William Fellows Englebright (November 23, 1855 - February 10, 1915) was an American miner and politician who served three terms as a U.S. representative from California from 1906 to 1911. He was the father of Representative Harry Lane Englebright.

== Biography ==
Born in New Bedford, Massachusetts, Englebright moved with his parents to Vallejo, California. He attended private and public schools and first began serving the United States as a joiner's apprentice at Mare Island Naval Shipyard. After he completed his studies in engineering he established himself in Nevada City, California as a mining engineer where he also served as a member of the Nevada City Board of Education.

=== Congress ===
Englebright was elected as a Republican to the Fifty-ninth Congress to fill the vacancy caused by the resignation of James N. Gillett.
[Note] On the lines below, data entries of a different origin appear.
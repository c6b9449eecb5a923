// src/config.rs

//! Run configuration: node physics, arrival schedule and action policy.
//!
//! Every section deserializes from TOML with kebab-case keys and falls back
//! to the reference link constants for anything left out.

use crate::core::constants::{link_constants, state_constants};
use crate::core::{ArrivalSchedule, InterArrival};
use crate::node::Action;
use crate::policy::PolicyConfig;
use serde::Deserialize;
use std::fs;
use std::path::{Path, PathBuf};
use thiserror::Error;

/// Failures while loading or validating a configuration.
#[derive(Debug, Error)]
pub enum ConfigError {
    /// The configuration file could not be read.
    #[error("unable to read config {path}: {source}")]
    Io {
        /// File that failed to load.
        path: PathBuf,
        /// Underlying I/O failure.
        #[source]
        source: std::io::Error,
    },
    /// The file is not valid TOML for [`SimulationConfig`].
    #[error("failed to parse config: {details}")]
    Parse {
        /// Parser diagnostics.
        details: String,
    },
    /// The values parsed but describe an impossible run.
    #[error("configuration invalid: {0}")]
    Validation(String),
}

/// How a freshly generated pair picks its Bell-diagonal weights.
#[derive(Debug, Clone, Copy, PartialEq, Eq, Hash, Default, Deserialize)]
#[serde(rename_all = "kebab-case")]
pub enum LambdaStrategy {
    /// `F = 1 - Σλ` for the configured λ's.
    #[default]
    Fixed,
    /// Configured λ1 dominates; λ2, λ3 split the rest at random.
    DominantRandom,
    /// Fidelity uniform in the configured band; λ's cut the rest at random.
    UniformRandom,
}

/// What `serve_request` does when a request waits but memory is empty.
#[derive(Debug, Clone, Copy, PartialEq, Eq, Hash, Default, Deserialize)]
#[serde(rename_all = "kebab-case")]
pub enum UnservedRequestPolicy {
    /// Keep the request pending and report nothing.
    #[default]
    Wait,
    /// Report a zero-fidelity service and discard the request.
    RecordZero,
}

/// Physical and behavioural parameters of the memory node.
#[derive(Debug, Clone, PartialEq, Deserialize)]
#[serde(default, rename_all = "kebab-case")]
pub struct NodeConfig {
    /// Probability that an entanglement attempt yields a pair.
    pub generation_success_probability: f64,
    /// Time constant τ of the memory depolarization, in seconds.
    pub decoherence_time: f64,
    /// Probability that a gated pump attempt is carried out at all.
    pub pumping_probability: f64,
    /// Scale applied to a request's waiting time before decay.
    pub waiting_time_sensitivity: f64,
    /// Initial-state generation strategy.
    pub lambda_strategy: LambdaStrategy,
    /// Error weights (λ1, λ2, λ3) for the fixed and dominant strategies.
    pub lambdas: [f64; 3],
    /// Creation fidelity of the dominant-λ strategy.
    pub dominant_fidelity: f64,
    /// Fidelity band of the uniform-random strategy.
    pub fidelity_band: [f64; 2],
    /// Handling of requests that find the memory empty.
    pub unserved_request: UnservedRequestPolicy,
}

impl Default for NodeConfig {
    fn default() -> Self {
        Self {
            generation_success_probability: link_constants::P_G,
            decoherence_time: 1e-3,
            pumping_probability: 1.0,
            waiting_time_sensitivity: 1.0,
            lambda_strategy: LambdaStrategy::default(),
            lambdas: state_constants::LAMBDAS,
            dominant_fidelity: state_constants::DOMINANT_FIDELITY,
            fidelity_band: state_constants::FIDELITY_BAND,
            unserved_request: UnservedRequestPolicy::default(),
        }
    }
}

fn check_probability(name: &str, value: f64) -> Result<(), ConfigError> {
    if !(0.0..=1.0).contains(&value) {
        return Err(ConfigError::Validation(format!("{} must lie in [0, 1], got {}", name, value)));
    }
    Ok(())
}

fn check_positive(name: &str, value: f64) -> Result<(), ConfigError> {
    // NaN fails this comparison as well
    if !(value > 0.0) {
        return Err(ConfigError::Validation(format!("{} must be positive, got {}", name, value)));
    }
    Ok(())
}

fn check_inter_arrival(name: &str, inter_arrival: &InterArrival) -> Result<(), ConfigError> {
    match *inter_arrival {
        InterArrival::Fixed { interval } => check_positive(&format!("{} interval", name), interval),
        InterArrival::Exponential { mean } => check_positive(&format!("{} mean", name), mean),
        InterArrival::Gamma { shape, scale } => {
            check_positive(&format!("{} shape", name), shape)?;
            check_positive(&format!("{} scale", name), scale)
        }
    }
}

impl NodeConfig {
    /// Rejects parameter sets no node can run with.
    pub fn validate(&self) -> Result<(), ConfigError> {
        check_probability("generation-success-probability", self.generation_success_probability)?;
        check_probability("pumping-probability", self.pumping_probability)?;
        check_positive("decoherence-time", self.decoherence_time)?;
        check_positive("waiting-time-sensitivity", self.waiting_time_sensitivity)?;

        for (i, lambda) in self.lambdas.iter().enumerate() {
            check_probability(&format!("lambdas[{}]", i), *lambda)?;
        }
        let lambda_sum: f64 = self.lambdas.iter().sum();
        if lambda_sum > 1.0 + state_constants::NORM_TOLERANCE {
            return Err(ConfigError::Validation(format!("lambdas sum to {}, more than 1", lambda_sum)));
        }

        check_probability("dominant-fidelity", self.dominant_fidelity)?;
        let [min, max] = self.fidelity_band;
        check_probability("fidelity-band[0]", min)?;
        check_probability("fidelity-band[1]", max)?;
        if min > max {
            return Err(ConfigError::Validation(format!("fidelity band [{}, {}] is inverted", min, max)));
        }
        Ok(())
    }
}

/// A complete, reproducible simulation run.
#[derive(Debug, Clone, PartialEq, Deserialize)]
#[serde(default, rename_all = "kebab-case")]
pub struct SimulationConfig {
    /// Seed of every random stream in the run.
    pub seed: u64,
    /// Node parameters.
    pub node: NodeConfig,
    /// Pre-drawn arrival budget.
    pub schedule: ArrivalSchedule,
    /// Action selection for generation events.
    pub policy: PolicyConfig,
    /// Keep a per-step slot snapshot in the report.
    pub record_snapshots: bool,
}

impl Default for SimulationConfig {
    fn default() -> Self {
        Self {
            seed: 0,
            node: NodeConfig::default(),
            schedule: ArrivalSchedule::default(),
            policy: PolicyConfig::Fixed { action: Action::Replace },
            record_snapshots: false,
        }
    }
}

impl SimulationConfig {
    /// Parses and validates a TOML document.
    pub fn from_toml_str(raw: &str) -> Result<Self, ConfigError> {
        let config: Self = toml::from_str(raw).map_err(|err| ConfigError::Parse { details: err.to_string() })?;
        config.validate()?;
        Ok(config)
    }

    /// Reads, parses and validates a TOML file.
    pub fn from_path(path: impl AsRef<Path>) -> Result<Self, ConfigError> {
        let path = path.as_ref();
        let raw = fs::read_to_string(path).map_err(|source| ConfigError::Io {
            path: path.to_path_buf(),
            source,
        })?;
        Self::from_toml_str(&raw)
    }

    /// Checks every section.
    pub fn validate(&self) -> Result<(), ConfigError> {
        self.node.validate()?;
        check_inter_arrival("entanglement", &self.schedule.entanglement)?;
        check_inter_arrival("request", &self.schedule.request)?;
        self.policy.validate()
    }

    /// The reference configuration with the given seed and policy.
    pub fn sample(seed: u64, policy: PolicyConfig) -> Self {
        Self { seed, policy, ..Self::default() }
    }
}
In Congress he served on the House Irrigation of Arid Lands committee, the House Mines and Mining committee, and the House Naval Affairs committee.

He was reelected to the Sixtieth and Sixty-first Congresses and served from November 6, 1906, until his defeat in the 1910 election, leaving office on March 3, 1911.

=== Later career ===
After his political career, he resumed his occupation as a mining engineer.

=== Death and burial ===
Englebright died in Oakland, California on February 10, 1915, and was interred at Pine Grove Cemetery in Nevada City, California.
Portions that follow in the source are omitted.